Guilherme looked appropriately shocked. “I just want you to know, I think you’ve played a blinder on this operation, Jenny. I’ll say as much to Charlie.”
“Thanks.” She hesitated. “Alexander?”
“Yes?”
“Is there anything you’re not telling me?”
“What do you mean?”
“Is Charlie planning something tonight?”
There was a jolt. A widening of the eyes, though he recovered in a second.
“Not that I know about,” he said, looking her straight in the eye.
“Right. Well … I’d better get packing.”
Jenny felt nauseous as she piled her possessions into a suitcase. Something evil was happening, she could sense it. Two faces came to her then. First Jess Medcalf, grinning through the streaked make-up.
When this job’s over let’s go on the lash. Just me and you.

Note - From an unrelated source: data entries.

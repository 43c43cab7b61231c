//! s0101 - log into the robot page by answering its anti-human question.

use crate::config::{Env, AGENT_PASSWORD, AGENT_USER, HOST};
use crate::error::Result;
use crate::http::HttpClient;
use crate::llm::openai::GPT_4O_MINI;
use crate::llm::{ChatModel, SamplingParams};
use crate::prompt::Prompt;
use crate::scrape::extract_question;
use tracing::info;

pub const SYSTEM_PROMPT: &str = "You will receive the question. You need to answer as short as possible, the best answer is 1 word if possible.";

#[derive(Debug, Clone)]
pub struct LoginOutcome {
    pub question: String,
    pub answer: String,
    /// Body of the page returned after the form was posted.
    pub page: String,
}

pub async fn solve(
    model: &dyn ChatModel,
    http: &HttpClient,
    host: &str,
    username: &str,
    password: &str,
) -> Result<LoginOutcome> {
    let page = http.get_text(host).await?;
    let question = extract_question(&page)?;
    info!("Extracted question: {}", question);

    let prompt = Prompt::new(SYSTEM_PROMPT).user(question.as_str());
    let answer = prompt.send(model).await?.text.trim().to_string();
    info!("Answer: {}", answer);

    let page = http
        .post_form(
            host,
            &[
                ("username", username),
                ("password", password),
                ("answer", answer.as_str()),
            ],
        )
        .await?;
    info!("Logged in, response: {}", page);

    Ok(LoginOutcome {
        question,
        answer,
        page,
    })
}

pub async fn run(env: &Env) -> Result<LoginOutcome> {
    let model = super::openai(env, GPT_4O_MINI, SamplingParams::default())?;
    let host = env.require(HOST)?;
    let username = env.require(AGENT_USER)?;
    let password = env.require(AGENT_PASSWORD)?;
    solve(&model, &HttpClient::new()?, &host, &username, &password).await
}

The second was that of her mother.
Jenny remembered their last conversation. “Do you remember when I was a little girl?” she’d asked. “How you were always trying to get me interested in painting and art? But all I wanted to do was play cops and robbers.”
Mum had smiled.
You only wanted to be one of the goodies …

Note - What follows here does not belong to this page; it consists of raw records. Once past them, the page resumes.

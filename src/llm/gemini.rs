//! Gemini generateContent client
//!
//! Unlike chat completions, Gemini accepts audio inline, so exercises that
//! classify recordings go through this provider.

use super::{ChatMessage, ChatModel, Completion, ContentPart, Role, SamplingParams, Usage};
use crate::config::{Env, GEMINI_API_BASE, GEMINI_API_KEY};
use crate::error::{Error, Result};
use crate::http::read_text;
use async_trait::async_trait;
use base64::engine::general_purpose::STANDARD;
use base64::Engine;
use reqwest::Client;
use serde::{Deserialize, Serialize};
use std::time::Duration;
use tracing::{debug, info};

pub const DEFAULT_API_BASE: &str = "https://generativelanguage.googleapis.com";
pub const GEMINI_FLASH: &str = "gemini-2.0-flash-exp";

/// Sampling used by every Gemini exercise.
pub const GEMINI_SAMPLING: SamplingParams = SamplingParams {
    temperature: Some(0.5),
    top_k: Some(40),
    top_p: Some(0.95),
    max_tokens: Some(8192),
};

#[derive(Debug, Clone)]
pub struct GeminiConfig {
    pub api_base: String,
    pub api_key: String,
    pub model: String,
    pub sampling: SamplingParams,
    pub timeout_secs: u64,
}

impl GeminiConfig {
    pub fn from_env(env: &Env, model: &str) -> Result<Self> {
        Ok(Self {
            api_base: env
                .optional(GEMINI_API_BASE)
                .unwrap_or_else(|| DEFAULT_API_BASE.to_string()),
            api_key: env.require(GEMINI_API_KEY)?,
            model: model.to_string(),
            sampling: GEMINI_SAMPLING,
            timeout_secs: 300,
        })
    }
}

#[derive(Debug, Serialize)]
#[serde(rename_all = "camelCase")]
struct GenerateRequest {
    #[serde(skip_serializing_if = "Option::is_none")]
    system_instruction: Option<Content>,
    contents: Vec<Content>,
    generation_config: GenerationConfig,
}

#[derive(Debug, Serialize, Deserialize)]
struct Content {
    #[serde(skip_serializing_if = "Option::is_none")]
    role: Option<String>,
    #[serde(default)]
    parts: Vec<Part>,
}

#[derive(Debug, Serialize, Deserialize)]
struct Part {
    #[serde(skip_serializing_if = "Option::is_none")]
    text: Option<String>,
    #[serde(skip_serializing_if = "Option::is_none", alias = "inlineData")]
    inline_data: Option<InlineData>,
}

#[derive(Debug, Serialize, Deserialize)]
struct InlineData {
    #[serde(alias = "mimeType")]
    mime_type: String,
    data: String,
}

#[derive(Debug, Serialize)]
#[serde(rename_all = "camelCase")]
struct GenerationConfig {
    #[serde(skip_serializing_if = "Option::is_none")]
    temperature: Option<f32>,
    #[serde(skip_serializing_if = "Option::is_none")]
    top_k: Option<u32>,
    #[serde(skip_serializing_if = "Option::is_none")]
    top_p: Option<f32>,
    #[serde(skip_serializing_if = "Option::is_none")]
    max_output_tokens: Option<u32>,
}

#[derive(Debug, Deserialize)]
#[serde(rename_all = "camelCase")]
struct GenerateResponse {
    #[serde(default)]
    candidates: Vec<Candidate>,
    usage_metadata: Option<UsageMetadata>,
    #[serde(default)]
    model_version: String,
}

#[derive(Debug, Deserialize)]
struct Candidate {
    content: Option<Content>,
}

#[derive(Debug, Deserialize)]
#[serde(rename_all = "camelCase")]
struct UsageMetadata {
    #[serde(default)]
    prompt_token_count: u32,
    #[serde(default)]
    candidates_token_count: u32,
    #[serde(default)]
    total_token_count: u32,
}

fn encode_part(part: &ContentPart) -> Part {
    match part {
        ContentPart::Text(text) => Part {
            text: Some(text.clone()),
            inline_data: None,
        },
        ContentPart::Image { mime, data } | ContentPart::Audio { mime, data } => Part {
            text: None,
            inline_data: Some(InlineData {
                mime_type: mime.clone(),
                data: STANDARD.encode(data),
            }),
        },
    }
}

/// System messages become `systemInstruction`, the rest keep their order.
fn build_request(messages: &[ChatMessage], sampling: &SamplingParams) -> GenerateRequest {
    let mut system_parts = Vec::new();
    let mut contents = Vec::new();

    for message in messages {
        let parts: Vec<Part> = message.parts.iter().map(encode_part).collect();
        match message.role {
            Role::System => system_parts.extend(parts),
            Role::User => contents.push(Content {
                role: Some("user".to_string()),
                parts,
            }),
            Role::Assistant => contents.push(Content {
                role: Some("model".to_string()),
                parts,
            }),
        }
    }

    GenerateRequest {
        system_instruction: if system_parts.is_empty() {
            None
        } else {
            Some(Content {
                role: None,
                parts: system_parts,
            })
        },
        contents,
        generation_config: GenerationConfig {
            temperature: sampling.temperature,
            top_k: sampling.top_k,
            top_p: sampling.top_p,
            max_output_tokens: sampling.max_tokens,
        },
    }
}

pub struct GeminiChat {
    client: Client,
    config: GeminiConfig,
}

impl GeminiChat {
    pub fn new(config: GeminiConfig) -> Result<Self> {
        let client = Client::builder()
            .timeout(Duration::from_secs(config.timeout_secs))
            .build()
            .map_err(|e| Error::transport(&config.api_base, e))?;

        info!("Gemini client: model={}", config.model);
        Ok(Self { client, config })
    }
}

#[async_trait]
impl ChatModel for GeminiChat {
    async fn complete(&self, messages: &[ChatMessage]) -> Result<Completion> {
        let url = format!(
            "{}/v1beta/models/{}:generateContent",
            self.config.api_base.trim_end_matches('/'),
            self.config.model
        );
        let request = build_request(messages, &self.config.sampling);

        debug!("Calling Gemini: {} contents", request.contents.len());

        let resp = self
            .client
            .post(&url)
            .query(&[("key", self.config.api_key.as_str())])
            .json(&request)
            .send()
            .await
            .map_err(|e| Error::transport(&url, e))?;

        let body = read_text(&url, resp).await?;
        let generated: GenerateResponse = serde_json::from_str(&body)?;

        let text = generated
            .candidates
            .into_iter()
            .next()
            .and_then(|c| c.content)
            .map(|content| {
                content
                    .parts
                    .into_iter()
                    .filter_map(|p| p.text)
                    .collect::<Vec<_>>()
                    .join("")
            })
            .filter(|t| !t.is_empty())
            .ok_or(Error::EmptyCompletion)?;

        let usage = generated.usage_metadata.map(|u| Usage {
            prompt_tokens: u.prompt_token_count,
            completion_tokens: u.candidates_token_count,
            total_tokens: u.total_token_count,
        });
        if let Some(usage) = &usage {
            info!("Gemini response: {} tokens", usage.total_tokens);
        }

        Ok(Completion {
            text,
            model: generated.model_version,
            usage,
        })
    }

    fn model(&self) -> &str {
        &self.config.model
    }
}

#[cfg(test)]
mod tests {
    use super::*;
    use httpmock::prelude::*;
    use serde_json::json;

    #[test]
    fn test_system_message_becomes_instruction() {
        let request = build_request(
            &[
                ChatMessage::system("Classify"),
                ChatMessage::user_parts(vec![
                    ContentPart::text("report.mp3"),
                    ContentPart::mp3(vec![1, 2, 3]),
                ]),
            ],
            &GEMINI_SAMPLING,
        );
        let value = serde_json::to_value(&request).unwrap();

        assert_eq!(value["systemInstruction"]["parts"][0]["text"], "Classify");
        assert_eq!(value["contents"].as_array().unwrap().len(), 1);
        assert_eq!(value["contents"][0]["role"], "user");
        assert_eq!(value["contents"][0]["parts"][1]["inline_data"]["mime_type"], "audio/mp3");
        assert_eq!(value["contents"][0]["parts"][1]["inline_data"]["data"], "AQID");
        assert_eq!(value["generationConfig"]["topK"], 40);
        assert_eq!(value["generationConfig"]["maxOutputTokens"], 8192);
    }

    #[tokio::test]
    async fn test_complete_joins_candidate_text() {
        let server = MockServer::start();
        let mock = server.mock(|when, then| {
            when.method(POST)
                .path("/v1beta/models/gemini-2.0-flash-exp:generateContent")
                .query_param("key", "g-key");
            then.status(200).json_body(json!({
                "candidates": [{
                    "content": {"role": "model", "parts": [{"text": "PEO"}, {"text": "PLE"}]}
                }],
                "usageMetadata": {"promptTokenCount": 100, "candidatesTokenCount": 1, "totalTokenCount": 101},
                "modelVersion": "gemini-2.0-flash-exp"
            }));
        });

        let chat = GeminiChat::new(GeminiConfig {
            api_base: server.base_url(),
            api_key: "g-key".to_string(),
            model: GEMINI_FLASH.to_string(),
            sampling: GEMINI_SAMPLING,
            timeout_secs: 10,
        })
        .unwrap();

        let completion = chat.complete(&[ChatMessage::user("x")]).await.unwrap();
        assert_eq!(completion.text, "PEOPLE");
        assert_eq!(completion.usage.unwrap().total_tokens, 101);
        mock.assert();
    }

    #[tokio::test]
    async fn test_no_candidates_is_error() {
        let server = MockServer::start();
        server.mock(|when, then| {
            when.method(POST)
                .path("/v1beta/models/gemini-2.0-flash-exp:generateContent");
            then.status(200).json_body(json!({"candidates": []}));
        });

        let chat = GeminiChat::new(GeminiConfig {
            api_base: server.base_url(),
            api_key: "g-key".to_string(),
            model: GEMINI_FLASH.to_string(),
            sampling: GEMINI_SAMPLING,
            timeout_secs: 10,
        })
        .unwrap();

        let result = chat.complete(&[ChatMessage::user("x")]).await;
        assert!(matches!(result, Err(Error::EmptyCompletion)));
    }
}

A third face came to her then: Wolsey. No, not ‘Wolsey’: Jake. Call him by his first name, for Christ’s sake. She recalled him in the Agya Sophia. Taking the photos, rushing to return that mitten. At the time she’d thought the journalist gormless, but thinking back it was a kind gesture. Having followed him for three weeks she was sure of it. Jake was a good man.
The sports bag they’d collected from the Addis embassy was under the bed. From inside she selected three objects: a pair of night-vision goggles, an automatic pistol and a pinhead bug which could be subtly attached to a man’s coat. After a moment’s thought she replaced the gun. That was going too far. Then she went to say her goodbyes.